Multi-objective Evolutionary Merging Enables Efficient Reasoning Models
Summary: arXiv:2604.06465v1 Announce Type: cross
Abstract: Reasoning models have demonstrated remarkable capabilities in solving complex problems by leveraging long chains of thought. However, this more deliberate reasoning comes with substantial computational overhead at inference time. The Long-to-Short (L2S) reasoning problem seeks to maintain high accuracy using fewer tokens, but current training-free model merging approaches rely on scalarized, fixed-hyperparameter arithmetic methods that are highly brittle and force suboptimal compromises.
Introduction to Evo-L2S
To address the limitations of existing methods, we introduce Evo-L2S, a novel framework that formulates L2S reasoning as a multi-objective optimization challenge.

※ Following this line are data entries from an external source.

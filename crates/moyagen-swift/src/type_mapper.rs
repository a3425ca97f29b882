use moyagen_core::api::TypeRef;
use moyagen_core::model::{self, ModelParameter};

/// Map a type reference to Swift type text.
pub fn swift_type(type_ref: &TypeRef) -> String {
    match type_ref {
        TypeRef::String => "String".to_string(),
        TypeRef::Integer => "Int".to_string(),
        TypeRef::Number => "Double".to_string(),
        TypeRef::Boolean => "Bool".to_string(),
        TypeRef::File => "FileValue".to_string(),
        TypeRef::Void => "Void".to_string(),
        TypeRef::Array(inner) => format!("[{}]", swift_type(inner)),
        TypeRef::Named(name) => model::schema_name(name),
    }
}

/// Wrapper return type: the first-success type, or `Void` without one.
pub fn success_type(type_ref: Option<&TypeRef>) -> String {
    type_ref.map(swift_type).unwrap_or_else(|| "Void".to_string())
}

/// Parameter type text; optional parameters become Swift optionals.
pub fn parameter_type(param: &ModelParameter) -> String {
    let base = swift_type(&param.param_type);
    if param.required { base } else { format!("{base}?") }
}
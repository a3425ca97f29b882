use std::collections::BTreeMap;

use serde::{Deserialize, Serialize};

use super::types::TypeRef;

/// HTTP method.
#[derive(Debug, Clone, Copy, PartialEq, Eq, Hash, Serialize, Deserialize)]
#[serde(rename_all = "UPPERCASE")]
pub enum HttpMethod {
    Get,
    Post,
    Put,
    Patch,
    Delete,
    Options,
    Head,
}

impl HttpMethod {
    pub fn as_str(&self) -> &'static str {
        match self {
            HttpMethod::Get => "GET",
            HttpMethod::Post => "POST",
            HttpMethod::Put => "PUT",
            HttpMethod::Patch => "PATCH",
            HttpMethod::Delete => "DELETE",
            HttpMethod::Options => "OPTIONS",
            HttpMethod::Head => "HEAD",
        }
    }

    /// Member name in the target client's `HTTPMethod` vocabulary.
    pub fn client_member(&self) -> &'static str {
        match self {
            HttpMethod::Get => "get",
            HttpMethod::Post => "post",
            HttpMethod::Put => "put",
            HttpMethod::Patch => "patch",
            HttpMethod::Delete => "delete",
            HttpMethod::Options => "options",
            HttpMethod::Head => "head",
        }
    }
}

/// Where in an HTTP request a parameter is transmitted.
///
/// The variant order is the primary parameter sort key; it must not be
/// rearranged.
#[derive(Debug, Clone, Copy, PartialEq, Eq, PartialOrd, Ord, Hash, Serialize, Deserialize)]
#[serde(rename_all = "camelCase")]
pub enum ParameterLocation {
    Path,
    Query,
    Header,
    Body,
    FormData,
}

/// One operation argument.
#[derive(Debug, Clone, Serialize, Deserialize)]
pub struct Parameter {
    pub name: String,
    pub location: ParameterLocation,
    #[serde(default)]
    pub required: bool,
    #[serde(rename = "type")]
    pub param_type: TypeRef,
    #[serde(default, skip_serializing_if = "Option::is_none")]
    pub description: Option<String>,
}

/// A response descriptor. An absent type means the response carries no
/// decodable value.
#[derive(Debug, Clone, Default, Serialize, Deserialize)]
pub struct Response {
    #[serde(rename = "type", default, skip_serializing_if = "Option::is_none")]
    pub response_type: Option<TypeRef>,
    #[serde(default, skip_serializing_if = "Option::is_none")]
    pub description: Option<String>,
}

fn default_tag() -> String {
    "default".to_string()
}

/// One API endpoint.
#[derive(Debug, Clone, Serialize, Deserialize)]
pub struct Operation {
    /// Declared identifier; unique within a tag group and the
    /// deterministic sort key for emission.
    pub id: String,
    /// URL template, possibly containing `{name}` placeholders.
    pub path: String,
    pub method: HttpMethod,
    #[serde(default = "default_tag")]
    pub tag: String,
    /// Declared request content type, if any.
    #[serde(default, skip_serializing_if = "Option::is_none")]
    pub consumes: Option<String>,
    #[serde(default)]
    pub parameters: Vec<Parameter>,
    /// Status-code key → response. A `BTreeMap` so the lexically
    /// smallest key is always first; that response supplies the
    /// wrapper return type.
    #[serde(default)]
    pub responses: BTreeMap<String, Response>,
    #[serde(default, skip_serializing_if = "Option::is_none")]
    pub description: Option<String>,
}
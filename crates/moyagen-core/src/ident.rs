//! Free-text tokens (operation ids, schema titles, parameter names)
//! turned into valid Swift identifiers.

/// Words that must be backtick-escaped rather than renamed, so the
/// emitted identifier stays traceable to its source spelling.
pub const RESERVED_WORDS: &[&str] = &["Type", "Self", "self", "Codable", "default", "continue"];

/// Convert an arbitrary token into a valid identifier.
///
/// Splits on spaces, drops a fully-integer first token (titles like
/// `"2 Factor Auth"` become `"FactorAuth"`), rejoins the rest with no
/// separator, then keeps only letters, digits, and underscores. Exact
/// reserved-word matches are wrapped in backticks. Symbol-only input
/// maps to an empty string; rejecting that is the caller's job.
pub fn sanitize(raw: &str) -> String {
    let mut tokens: Vec<&str> = raw.split(' ').collect();
    if let Some(first) = tokens.first() {
        if first.parse::<i64>().is_ok() {
            tokens.remove(0);
        }
    }
    let filtered: String = tokens
        .concat()
        .chars()
        .filter(|c| c.is_alphanumeric() || *c == '_')
        .collect();
    escape_reserved(filtered)
}

/// Backtick-wrap exact reserved-word matches.
pub fn escape_reserved(name: String) -> String {
    if RESERVED_WORDS.contains(&name.as_str()) {
        format!("`{name}`")
    } else {
        name
    }
}

/// Sanitize with the first letter lowered, for case names and
/// parameter labels. Lowering could launder a reserved word into an
/// unescaped identifier (`Type` → `type`), so the capitalized form of
/// the result is checked against the reserved set as well.
pub fn sanitized_label(raw: &str) -> String {
    let name = sanitize(&lowered_first_letter(raw));
    if !name.starts_with('`') && RESERVED_WORDS.contains(&capitalized_first_letter(&name).as_str())
    {
        format!("`{name}`")
    } else {
        name
    }
}

/// Uppercase the first letter, leaving the rest untouched. Identity on
/// empty input.
pub fn capitalized_first_letter(s: &str) -> String {
    let mut chars = s.chars();
    match chars.next() {
        Some(first) => first.to_uppercase().chain(chars).collect(),
        None => String::new(),
    }
}

/// Lowercase the first letter, leaving the rest untouched. Identity on
/// empty input.
pub fn lowered_first_letter(s: &str) -> String {
    let mut chars = s.chars();
    match chars.next() {
        Some(first) => first.to_lowercase().chain(chars).collect(),
        None => String::new(),
    }
}

#[cfg(test)]
mod tests {
    use super::*;

    #[test]
    fn plain_identifier_passes_through() {
        assert_eq!(sanitize("getPet"), "getPet");
        assert_eq!(sanitize("snake_case_name"), "snake_case_name");
    }

    #[test]
    fn drops_leading_integer_token() {
        assert_eq!(sanitize("2 Factor Auth"), "FactorAuth");
        assert_eq!(sanitize("42"), "");
    }

    #[test]
    fn non_integer_first_token_is_kept() {
        assert_eq!(sanitize("2fa code"), "2facode");
    }

    #[test]
    fn strips_punctuation_in_place() {
        assert_eq!(sanitize("pet-store"), "petstore");
        assert_eq!(sanitize("user.name[0]"), "username0");
    }

    #[test]
    fn reserved_words_are_escaped_not_renamed() {
        assert_eq!(sanitize("Type"), "`Type`");
        assert_eq!(sanitize("self"), "`self`");
        assert_eq!(sanitize("Codable"), "`Codable`");
        assert_eq!(sanitize("default"), "`default`");
    }

    #[test]
    fn symbol_only_input_maps_to_empty() {
        assert_eq!(sanitize("///"), "");
        assert_eq!(sanitize(""), "");
    }

    #[test]
    fn sanitize_is_idempotent() {
        for raw in ["getPet", "2 Factor Auth", "Type", "default", "pet-store", "///"] {
            let once = sanitize(raw);
            assert_eq!(sanitize(&once), once, "not idempotent for {raw:?}");
        }
    }

    #[test]
    fn labels_lower_the_first_letter() {
        assert_eq!(sanitized_label("GetPet"), "getPet");
        assert_eq!(sanitized_label("petId"), "petId");
    }

    #[test]
    fn labels_escape_laundered_reserved_words() {
        assert_eq!(sanitized_label("Type"), "`type`");
        assert_eq!(sanitized_label("Self"), "`self`");
        assert_eq!(sanitized_label("default"), "`default`");
    }

    #[test]
    fn first_letter_helpers_are_total() {
        assert_eq!(capitalized_first_letter("pets"), "Pets");
        assert_eq!(lowered_first_letter("GetPet"), "getPet");
        assert_eq!(capitalized_first_letter(""), "");
        assert_eq!(lowered_first_letter(""), "");
    }
}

This innovative approach leverages evolutionary model merging to explicitly optimize the trade-off between reasoning accuracy and output length, resulting in a robust Pareto front of merged models.
Key Features of Evo-L2S
- Multi-objective Optimization: Evo-L2S treats L2S reasoning as a multi-objective task, allowing for simultaneous optimization of multiple criteria.

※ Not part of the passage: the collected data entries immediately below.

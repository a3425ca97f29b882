//! Output directory management: each logical root is replaced
//! wholesale, so a failed run never leaves a mix of old and new files.

use std::fs;
use std::path::Path;

use anyhow::{Context, Result};
use moyagen_core::GeneratedFile;

/// Logical output roots owned by the generator.
const CLEAN_DIRS: &[&str] = &["Models", "APIs"];
const CLEAN_FILES: &[&str] = &["Utils.swift", "Server.swift"];

/// Clean the owned roots under `base`, then write every generated file.
pub fn write_output(base: &Path, files: &[GeneratedFile]) -> Result<()> {
    clean(base)?;
    for file in files {
        let path = base.join(&file.path);
        if let Some(parent) = path.parent() {
            fs::create_dir_all(parent)
                .with_context(|| format!("failed to create directory {}", parent.display()))?;
        }
        fs::write(&path, &file.content)
            .with_context(|| format!("failed to write {}", path.display()))?;
        log::info!("wrote {}", path.display());
    }
    Ok(())
}

fn clean(base: &Path) -> Result<()> {
    for dir in CLEAN_DIRS {
        let path = base.join(dir);
        if path.exists() {
            fs::remove_dir_all(&path)
                .with_context(|| format!("failed to clean {}", path.display()))?;
        }
    }
    for file in CLEAN_FILES {
        let path = base.join(file);
        if path.exists() {
            fs::remove_file(&path)
                .with_context(|| format!("failed to clean {}", path.display()))?;
        }
    }
    Ok(())
}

- Evolutionary Model Merging: The framework employs evolutionary strategies to enhance the merging process, yielding more effective models.
- Pareto Front Generation: By producing a Pareto front, Evo-L2S provides a range of optimal solutions that balance accuracy and output length, catering to diverse application requirements.

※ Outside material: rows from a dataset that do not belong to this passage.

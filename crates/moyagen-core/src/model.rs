//! Per-operation model derivation and tag grouping.
//!
//! Each operation's model is a pure function of its own record; the
//! only cross-operation work is duplicate detection and the final
//! deterministic sort.

use heck::ToUpperCamelCase;
use indexmap::IndexMap;
use serde::Serialize;
use std::collections::HashMap;

use crate::api::{
    ApiDescription, HttpMethod, Operation, Parameter, ParameterLocation, SchemaDecl, TypeRef,
};
use crate::error::{GenerateError, ModelError};
use crate::ident;

/// The chosen serialization strategy for an operation's non-path
/// parameters.
#[derive(Debug, Clone, Copy, PartialEq, Eq, Serialize)]
#[serde(rename_all = "camelCase")]
pub enum Encoding {
    /// Body-style (JSON) encoding.
    Json,
    /// Form/URL encoding.
    Url,
    /// Multipart/file upload.
    Multipart,
}

impl Encoding {
    /// Decision table over the parameter set. File parameters force
    /// multipart; form parameters take the body-style branch; otherwise
    /// the four body/query partitions decide.
    pub fn choose(parameters: &[Parameter]) -> Encoding {
        if parameters.iter().any(|p| p.param_type.is_file()) {
            return Encoding::Multipart;
        }
        if parameters
            .iter()
            .any(|p| p.location == ParameterLocation::FormData)
        {
            return Encoding::Json;
        }
        let has_body = parameters
            .iter()
            .any(|p| p.location == ParameterLocation::Body);
        let has_query = parameters
            .iter()
            .any(|p| p.location == ParameterLocation::Query);
        match (has_body, has_query) {
            (true, false) => Encoding::Json,
            (false, false) => Encoding::Json,
            (false, true) => Encoding::Url,
            (true, true) => Encoding::Url,
        }
    }

    /// Expression in the target client's `ParameterEncoding`
    /// vocabulary. That vocabulary has no multipart member; multipart
    /// transport is selected by the upload wrappers instead.
    pub fn client_expr(&self) -> &'static str {
        match self {
            Encoding::Json | Encoding::Multipart => "JSONEncoding.default",
            Encoding::Url => "URLEncoding.default",
        }
    }
}

/// One parameter after sanitizing and sorting.
#[derive(Debug, Clone, PartialEq, Eq, Serialize)]
pub struct ModelParameter {
    /// Sanitized identifier used in declarations, patterns, and call
    /// sites.
    pub label: String,
    /// Raw declared name, kept for path placeholder lookup.
    pub original_name: String,
    pub location: ParameterLocation,
    pub required: bool,
    #[serde(rename = "type")]
    pub param_type: TypeRef,
}

/// Everything the emission engine needs for one operation, derived
/// independently of every other operation.
#[derive(Debug, Clone, Serialize)]
pub struct OperationModel {
    pub id: String,
    pub case_name: String,
    pub method: HttpMethod,
    /// Path with every `{name}` placeholder replaced by an
    /// interpolation of the parameter's sanitized label.
    pub rendered_path: String,
    /// Sorted by `(location, label)`; declaration order and every call
    /// site use exactly this order.
    pub parameters: Vec<ModelParameter>,
    pub encoding: Encoding,
    /// Type of the response with the smallest status key; `None` means
    /// the no-value type.
    pub success_type: Option<TypeRef>,
    pub description: Option<String>,
    /// Declared status codes and their types, sorted by key, for doc
    /// comments.
    pub responses: Vec<(String, Option<TypeRef>)>,
    pub consumes: Option<String>,
}

impl OperationModel {
    pub fn has_file_parameter(&self) -> bool {
        self.parameters.iter().any(|p| p.param_type.is_file())
    }

    /// First file-typed parameter in sorted order; the upload wrappers
    /// pass it separately as the payload.
    pub fn first_file_parameter(&self) -> Option<&ModelParameter> {
        self.parameters.iter().find(|p| p.param_type.is_file())
    }

    /// Case declaration: the name alone, or the name with the sorted
    /// `label: Type` tuple. The type text is the target's concern.
    pub fn case_declaration<F>(&self, type_for: F) -> String
    where
        F: Fn(&ModelParameter) -> String,
    {
        if self.parameters.is_empty() {
            return self.case_name.clone();
        }
        let fields: Vec<String> = self
            .parameters
            .iter()
            .map(|p| format!("{}: {}", p.label, type_for(p)))
            .collect();
        format!("{}({})", self.case_name, fields.join(", "))
    }

    /// Call-site construction of the case, enumerating arguments in
    /// declaration order.
    pub fn case_usage(&self) -> String {
        if self.parameters.is_empty() {
            return self.case_name.clone();
        }
        let args: Vec<String> = self
            .parameters
            .iter()
            .map(|p| format!("{}: {}", p.label, p.label))
            .collect();
        format!("{}({})", self.case_name, args.join(", "))
    }

    /// Partial match pattern: parameters at the given locations are
    /// bound by name, everything else is wildcarded. With no parameter
    /// at any given location the bare case name matches all payloads.
    pub fn case_pattern(&self, locations: &[ParameterLocation]) -> String {
        let relevant = self
            .parameters
            .iter()
            .any(|p| locations.contains(&p.location));
        if !relevant {
            return self.case_name.clone();
        }
        let slots: Vec<String> = self
            .parameters
            .iter()
            .map(|p| {
                if locations.contains(&p.location) {
                    format!("let {}", p.label)
                } else {
                    "_".to_string()
                }
            })
            .collect();
        format!("{}({})", self.case_name, slots.join(", "))
    }
}

/// File/type name for a schema title: sanitized, first letter raised.
pub fn schema_name(title: &str) -> String {
    ident::capitalized_first_letter(&ident::sanitize(title))
}

/// Generated unit name for a tag: `pet-store` → `PetStoreAPI`.
pub fn unit_name(tag: &str) -> String {
    format!("{}API", tag.to_upper_camel_case())
}

/// Derive the model for one operation. Errors are collected, not
/// first-fail, so a report covers every problem in the record.
pub fn derive_operation(
    op: &Operation,
    schemas: &IndexMap<String, SchemaDecl>,
) -> Result<OperationModel, Vec<ModelError>> {
    let mut errors = Vec::new();

    let case_name = ident::sanitized_label(&op.id);
    if case_name.is_empty() {
        errors.push(ModelError::EmptyCaseName { id: op.id.clone() });
    }

    let mut parameters: Vec<ModelParameter> = op
        .parameters
        .iter()
        .map(|p| ModelParameter {
            label: ident::sanitized_label(&p.name),
            original_name: p.name.clone(),
            location: p.location,
            required: p.required,
            param_type: p.param_type.clone(),
        })
        .collect();
    parameters.sort_by(|a, b| {
        a.location
            .cmp(&b.location)
            .then_with(|| a.label.cmp(&b.label))
    });

    let file_count = parameters.iter().filter(|p| p.param_type.is_file()).count();
    if file_count > 1 {
        log::warn!(
            "operation `{}`: {file_count} file parameters, only the first is the upload payload",
            op.id
        );
    }

    for param in &parameters {
        if param.label.is_empty() {
            errors.push(ModelError::EmptyParameterName {
                id: op.id.clone(),
                name: param.original_name.clone(),
            });
        }
        check_resolvable(&op.id, &param.param_type, schemas, &mut errors);
    }

    let responses: Vec<(String, Option<TypeRef>)> = op
        .responses
        .iter()
        .map(|(code, resp)| (code.clone(), resp.response_type.clone()))
        .collect();
    for (_, response_type) in &responses {
        if let Some(t) = response_type {
            check_resolvable(&op.id, t, schemas, &mut errors);
        }
    }
    let success_type = responses.first().and_then(|(_, t)| t.clone());

    let mut rendered_path = op.path.clone();
    for param in parameters
        .iter()
        .filter(|p| p.location == ParameterLocation::Path)
    {
        let placeholder = format!("{{{}}}", param.original_name);
        let interpolation = format!("\\({})", param.label);
        rendered_path = rendered_path.replace(&placeholder, &interpolation);
    }

    if !errors.is_empty() {
        return Err(errors);
    }

    Ok(OperationModel {
        id: op.id.clone(),
        case_name,
        method: op.method,
        rendered_path,
        encoding: Encoding::choose(&op.parameters),
        parameters,
        success_type,
        description: op.description.clone(),
        responses,
        consumes: op.consumes.clone(),
    })
}

fn check_resolvable(
    id: &str,
    type_ref: &TypeRef,
    schemas: &IndexMap<String, SchemaDecl>,
    errors: &mut Vec<ModelError>,
) {
    if let Some(name) = type_ref.named_schema() {
        if !schemas.contains_key(name) {
            errors.push(ModelError::UnresolvedType {
                id: id.to_string(),
                reference: name.to_string(),
            });
        }
    }
}

/// One generated unit: a tag with its operations sorted by `id`
/// ascending, the single ordering invariant behind byte-identical
/// output.
#[derive(Debug, Clone, Serialize)]
pub struct TagUnit {
    pub tag: String,
    pub name: String,
    pub operations: Vec<OperationModel>,
}

/// Derive every operation model, group by tag, and sort. All model
/// errors across the batch are reported together.
pub fn build_units(api: &ApiDescription) -> Result<Vec<TagUnit>, GenerateError> {
    let mut errors = validate_schemas(&api.schemas);

    let mut by_tag: IndexMap<String, Vec<OperationModel>> = IndexMap::new();
    for op in &api.operations {
        match derive_operation(op, &api.schemas) {
            Ok(model) => by_tag.entry(op.tag.clone()).or_default().push(model),
            Err(op_errors) => errors.extend(op_errors),
        }
    }

    let mut units: Vec<TagUnit> = by_tag
        .into_iter()
        .map(|(tag, mut operations)| {
            operations.sort_by(|a, b| a.id.cmp(&b.id));
            TagUnit {
                name: unit_name(&tag),
                tag,
                operations,
            }
        })
        .collect();
    units.sort_by(|a, b| a.tag.cmp(&b.tag));

    for unit in &units {
        let mut seen: HashMap<&str, &str> = HashMap::new();
        for op in &unit.operations {
            if let Some(first) = seen.insert(op.case_name.as_str(), op.id.as_str()) {
                errors.push(ModelError::DuplicateCaseName {
                    tag: unit.tag.clone(),
                    first: first.to_string(),
                    second: op.id.clone(),
                    case_name: op.case_name.clone(),
                });
            }
        }
    }

    let mut seen_units: HashMap<String, &str> = HashMap::new();
    for unit in &units {
        if let Some(first) = seen_units.insert(unit.name.clone(), unit.tag.as_str()) {
            errors.push(ModelError::DuplicateUnitName {
                first: first.to_string(),
                second: unit.tag.clone(),
                name: unit.name.clone(),
            });
        }
    }

    if errors.is_empty() {
        Ok(units)
    } else {
        Err(GenerateError::new(errors))
    }
}

/// Validate schema titles: empty or colliding sanitized names are
/// fatal for the batch.
fn validate_schemas(schemas: &IndexMap<String, SchemaDecl>) -> Vec<ModelError> {
    let mut errors = Vec::new();
    let mut seen: HashMap<String, &str> = HashMap::new();
    for title in schemas.keys() {
        let name = schema_name(title);
        if name.is_empty() {
            errors.push(ModelError::EmptySchemaName {
                title: title.clone(),
            });
            continue;
        }
        if let Some(first) = seen.insert(name.clone(), title.as_str()) {
            errors.push(ModelError::DuplicateSchemaName {
                first: first.to_string(),
                second: title.clone(),
                name,
            });
        }
    }
    errors
}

- Entropy-based Subset Sampling: To make the search process computationally efficient, we introduce an entropy-based subset sampling technique that significantly reduces the overhead involved in fitness estimation.
Experimental Results
We conducted comprehensive experiments across various parameter scales, including 1.5B, 7B, and 14B parameters, on six mathematical reasoning benchmarks. The results show that Evo-L2S can reduce the length of generated reasoning traces by over 50% while preserving or even improving the problem-solving accuracy of the original reasoning models.
Conclusion
The Evo-L2S framework represents a significant advancement in the development of efficient reasoning models. By addressing the traditional limitations associated with model merging and inference overhead, Evo-L2S not only enhances computational efficiency but also maintains high levels of accuracy. This work opens new avenues for research in the field of AI, particularly in applications requiring robust reasoning capabilities.
Future Work
As we move forward, further exploration of the Evo-L2S framework will focus on:
- Enhancing the entropy-based sampling methods for even greater computational efficiency.
- Exploring additional benchmarks and real-world applications to validate the effectiveness of the proposed approach.
- Investigating the integration of Evo-L2S with other AI techniques to create hybrid models that can tackle a wider range of complex problems.